My steps were beginning to slow down by the time we passed the ‘Welcome to Alabama’ sign. One thing I don’t think I’ll ever get used to is the amount of walking that is done. Sure, for part of our journey we had a car, but cars need fuel, and with the world ending up in a dumpster fire, fuel is hard to come by.

I jolt in shock when Reed suddenly grabs my wrist, stopping me in my tracks. This being the second time he’s willingly touched me, I refuse to acknowledge the feeling in my stomach.

“W–”

Reed's head snaps toward me, giving me a hard look. I immediately shut my mouth, knowing it was better not to talk. I might like to push his buttons, but right now he looks like he’s moments from ripping my face off, especially if I open my mouth again.

My heart pounds against my chest as I glance around to see what he might have heard that I didn’t. It’s then I see a zombie walking towards us from the side of the road. Fear hits me like a sudden storm; a wave of nausea grows inside my stomach. Tightness grips at my chest, my heart racing as my thoughts scatter. I should turn around and run, leave Reed behind, and just run like my life depended on it. Because in this world it does. My fight-or-flight instinct nearly takes over when Reed's grip tightens around my wrist.

“It’s just one,” he points out.

I don’t know how to explain to him that while I know it’s just one, and logically I can kill it, I can’t stop the anxiety creeping inside me. I barely understand it myself. I’m nearly ready to piss myself in fear.

But I can’t explain it; my mind becomes a blur, cycling through the endlesswhat ifs.Reed could get bitten if he makes one mistake. Even a guy like him, built to destroy, can be taken down by the dead. And if Reed gets taken down by one lurker, I’m bound to end up dead as well.

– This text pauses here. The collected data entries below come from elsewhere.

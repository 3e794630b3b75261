pub mod aabox4;
pub mod active_edges;
pub mod bounding_box;
pub mod half_float;
pub mod indexed_triangle;
pub mod indexify;
pub mod oriented_box;
pub mod ray;
use glam::{Mat4, Vec3};

use super::bounding_box::BoundingBox;

/// A box with an arbitrary rigid orientation.
/// `orientation` maps the box's local space (centered on the box) into the
/// target space; `half_extents` are the box's half dimensions along its
/// local axes.
#[derive(Clone, Copy, Debug)]
pub struct OrientedBox {
    pub orientation: Mat4,
    pub half_extents: Vec3,
}

impl OrientedBox {
    /// Creates an oriented box that covers `bounds` transformed by `orientation`.
    #[inline]
    pub fn new(orientation: Mat4, bounds: &BoundingBox) -> Self {
        Self {
            orientation: orientation * Mat4::from_translation(bounds.center()),
            half_extents: bounds.extent(),
        }
    }
}
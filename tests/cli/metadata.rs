use std::process::Command;

fn help_text(args: &[&str]) -> String {
    let output = Command::new(env!("CARGO_BIN_EXE_wavenet"))
        .args(args)
        .output()
        .expect("run wavenet");
    assert!(output.status.success());
    String::from_utf8_lossy(&output.stdout).into_owned()
}

#[test]
fn help_lists_every_subcommand() {
    let help = help_text(&["--help"]);
    for command in ["init", "mel", "vocode", "evaluate", "info"] {
        assert!(help.contains(command), "missing {command} in help:\n{help}");
    }
    assert!(help.contains("--backend"));
    assert!(help.contains("--log-format"));
}

#[test]
fn vocode_help_lists_generation_flags() {
    let help = help_text(&["vocode", "--help"]);
    for flag in ["--stream", "--progress", "--seed", "--max-samples", "--weights"] {
        assert!(help.contains(flag), "missing {flag} in help:\n{help}");
    }
}

#[test]
fn unknown_backend_is_rejected() {
    let status = Command::new(env!("CARGO_BIN_EXE_wavenet"))
        .args(["--backend", "tpu", "info", "--config", "x.yaml"])
        .status()
        .expect("run wavenet");
    assert!(!status.success());
}
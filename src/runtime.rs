//! High-level runtime wrapper for vocoder bootstrapping.
//!
//! Owns a validated [`Config`] and a loaded [`WaveNetModel`], and exposes the
//! file-level operations the CLI needs: mel extraction, vocoding, teacher-forced
//! evaluation and checkpoint creation.

use crate::audio::io::WavLoader;
use crate::audio::preprocess::Preprocessor;
use crate::audio::MelSpectrogram;
use crate::codec::QuantizationCodec;
use crate::config::{load_config, resolve_relative_path, save_config, Config};
use crate::download::download_if_necessary;
use crate::model::classifier::{loss_and_accuracy, ClassifierReport};
use crate::model::generator::Generator;
use crate::model::wavenet::WaveNetModel;
use crate::perf::{self, Metric};
use crate::weights::SafetensorsCheckpoint;
use anyhow::{Context, Result};
use burn::tensor::backend::Backend;
use rand::rngs::StdRng;
use rand::SeedableRng;
use std::ops::ControlFlow;
use std::path::{Path, PathBuf};

/// Generation parameters for [`VocoderRuntime::vocode`].
#[derive(Debug, Clone, Copy, PartialEq)]
pub struct VocodeParams {
    /// Overrides `sampling.seed` from the config.
    pub seed: Option<u64>,
    /// Overrides `sampling.temperature` from the config.
    pub temperature: Option<f32>,
    /// Stop after this many samples.
    pub max_samples: Option<usize>,
    /// Samples handed to the sink at a time.
    pub chunk_size: usize,
}

impl Default for VocodeParams {
    fn default() -> Self {
        Self {
            seed: None,
            temperature: None,
            max_samples: None,
            chunk_size: 4096,
        }
    }
}

/// Static facts about a loaded model.
#[derive(Debug, Clone, PartialEq)]
pub struct ModelInfo {
    pub sample_rate: u32,
    pub hop_length: usize,
    pub classes: usize,
    pub layers: usize,
    pub receptive_field: usize,
    pub parameters: usize,
}

impl std::fmt::Display for ModelInfo {
    fn fmt(&self, f: &mut std::fmt::Formatter<'_>) -> std::fmt::Result {
        writeln!(f, "sample_rate: {}", self.sample_rate)?;
        writeln!(f, "hop_length: {}", self.hop_length)?;
        writeln!(f, "classes: {}", self.classes)?;
        writeln!(f, "layers: {}", self.layers)?;
        writeln!(
            f,
            "receptive_field: {} samples ({:.1} ms)",
            self.receptive_field,
            self.receptive_field as f32 * 1000.0 / self.sample_rate as f32
        )?;
        write!(f, "parameters: {}", self.parameters)
    }
}

/// Config plus loaded model.
#[derive(Debug)]
pub struct VocoderRuntime<B: Backend> {
    config: Config,
    model: WaveNetModel<B>,
    preprocessor: Preprocessor,
}

impl<B: Backend> VocoderRuntime<B> {
    /// Load a config and the weights it points at.
    ///
    /// `weights` overrides the config's `weights_path`. Relative paths in the
    /// config resolve against the config file's directory.
    pub fn from_config_path(
        path: impl AsRef<Path>,
        weights: Option<&str>,
        device: &B::Device,
    ) -> Result<Self> {
        let _span = perf::span(Metric::RuntimeLoad);
        let path = path.as_ref();
        let config = load_config(path)?;
        let weights = match weights {
            Some(explicit) => download_if_necessary(explicit)?,
            None => {
                let configured = config
                    .weights_path
                    .as_deref()
                    .context("no weights given and the config has no weights_path")?;
                resolve_weights(path, configured)?
            }
        };
        Self::from_config(&config, &weights, device)
    }

    /// Build from an already-loaded config and a local weights file.
    pub fn from_config(config: &Config, weights: &Path, device: &B::Device) -> Result<Self> {
        let store = SafetensorsCheckpoint::new(weights);
        let model = WaveNetModel::from_checkpoint(config, &store, device)
            .with_context(|| format!("loading weights from {}", weights.display()))?;
        Self::with_model(config, model)
    }

    /// Wrap an existing model.
    pub fn with_model(config: &Config, model: WaveNetModel<B>) -> Result<Self> {
        Ok(Self {
            config: config.clone(),
            model,
            preprocessor: Preprocessor::from_config(config)?,
        })
    }

    pub fn config(&self) -> &Config {
        &self.config
    }

    pub fn model(&self) -> &WaveNetModel<B> {
        &self.model
    }

    pub fn info(&self) -> ModelInfo {
        ModelInfo {
            sample_rate: self.config.audio.sample_rate,
            hop_length: self.model.hop_length(),
            classes: self.model.num_classes(),
            layers: self.model.decoder.num_layers(),
            receptive_field: self.model.decoder.receptive_field(),
            parameters: self.model.num_params(),
        }
    }

    /// Conditioning features for a WAV file, untruncated.
    pub fn mel_from_wav(&self, path: &Path) -> Result<MelSpectrogram> {
        mel_from_wav(&self.config, path)
    }

    /// Generate a waveform for `mel`, handing decoded chunks to `sink`.
    ///
    /// Returns the number of samples generated.
    pub fn vocode<F>(
        &self,
        mel: &MelSpectrogram,
        params: &VocodeParams,
        mut sink: F,
    ) -> Result<usize>
    where
        F: FnMut(&[f32]) -> Result<ControlFlow<()>>,
    {
        let device = self.model.device();
        let conditions = self.model.conditions(mel.to_tensor::<B>(&device))?;
        let available = conditions.dims()[3];
        let steps = params.max_samples.map_or(available, |max| max.min(available));

        let mut sampler = self.config.sampler_config(params.seed);
        if let Some(temperature) = params.temperature {
            sampler.temperature = temperature;
        }
        tracing::info!(frames = mel.frames, steps, temperature = sampler.temperature, "vocoding");

        let codec = self.preprocessor.codec();
        let mut generator = Generator::new(&self.model.decoder, &sampler)?;
        let mut sink_error = None;
        let produced = generator.run_chunked(conditions, steps, params.chunk_size, |chunk| {
            let classes: Vec<usize> = chunk.iter().map(|step| step[0]).collect();
            match sink(&codec.decode(&classes)) {
                Ok(flow) => flow,
                Err(err) => {
                    sink_error = Some(err);
                    ControlFlow::Break(())
                }
            }
        })?;
        match sink_error {
            Some(err) => Err(err),
            None => Ok(produced),
        }
    }

    /// Generate the whole waveform for `mel` in memory.
    pub fn vocode_to_vec(&self, mel: &MelSpectrogram, params: &VocodeParams) -> Result<Vec<f32>> {
        let mut samples = Vec::new();
        self.vocode(mel, params, |chunk| {
            samples.extend_from_slice(chunk);
            Ok(ControlFlow::Continue(()))
        })?;
        Ok(samples)
    }

    /// Teacher-forced loss and accuracy on a WAV file.
    ///
    /// Uses the configured clip length; `seed` fixes the crop offset.
    pub fn evaluate_wav(&self, path: &Path, seed: u64) -> Result<ClassifierReport> {
        let loader = WavLoader::new(self.config.audio.sample_rate);
        let mut rng = StdRng::seed_from_u64(seed);
        let example = self.preprocessor.process_file(&loader, path, &mut rng)?;
        let device = self.model.device();
        let inputs = example.input_tensor::<B>(self.model.num_classes(), &device)?;
        let logits = self.model.forward(inputs, example.mel_tensor(&device))?;
        let report = loss_and_accuracy(logits, example.target_tensor(&device)?)?;
        tracing::info!(
            path = %path.display(),
            samples = example.targets.len(),
            loss = report.loss,
            accuracy = report.accuracy,
            "evaluated"
        );
        Ok(report)
    }
}

/// Conditioning features for a WAV file using `config`'s audio settings.
pub fn mel_from_wav(config: &Config, path: &Path) -> Result<MelSpectrogram> {
    use crate::audio::AudioLoader;
    let loader = WavLoader::new(config.audio.sample_rate);
    let (waveform, _) = loader.load(path)?;
    Preprocessor::from_config(config)?.conditioning(&waveform)
}

/// Write a randomly initialised checkpoint for `config`.
///
/// Returns the number of parameters written. When `config_out` is given the
/// config is saved there too, with `weights_path` pointing at the checkpoint.
pub fn init_checkpoint<B: Backend>(
    config: &Config,
    seed: u64,
    weights_out: &Path,
    config_out: Option<&Path>,
    device: &B::Device,
) -> Result<usize> {
    let model = WaveNetModel::<B>::init(config, seed, device)?;
    model.save(&SafetensorsCheckpoint::new(weights_out))?;
    if let Some(config_out) = config_out {
        let mut config = config.clone();
        config.weights_path = Some(weights_reference(config_out, weights_out));
        save_config(&config, config_out)?;
    }
    Ok(model.num_params())
}

/// Resolve a configured weights location to a local file.
fn resolve_weights(config_path: &Path, configured: &str) -> Result<PathBuf> {
    if configured.starts_with("hf://") {
        return download_if_necessary(configured);
    }
    let resolved = resolve_relative_path(config_path, configured);
    if !resolved.exists() {
        anyhow::bail!("weights file not found: {}", resolved.display());
    }
    Ok(resolved)
}

/// Path to `weights` as written into a config saved at `config_path`.
fn weights_reference(config_path: &Path, weights: &Path) -> String {
    let same_dir = config_path.parent() == weights.parent();
    match weights.file_name() {
        Some(name) if same_dir => name.to_string_lossy().into_owned(),
        _ => weights.to_string_lossy().into_owned(),
    }
}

My body grows numb, nervous energy running through my limbs; I’m frozen, watching the zombie head towards us. Even from this distance I can see the decaying and discolored skin. The once-alive guy now has rotting flesh hanging from his face. I swear I can see his exposed cheekbone. Its movements are stiff and jerky, almost unnatural.

I swallow around the ball sitting against the back of my throat. The zombie is driven by completely insatiable hunger, hunger for human flesh, and we’re just standing here like a hamburger on a platter.

“Reed,” I whine. I can’t even bring myself to care that I sound like a child, begging to be let go of. I attempt to pull my hand back, my flight instincts taking over.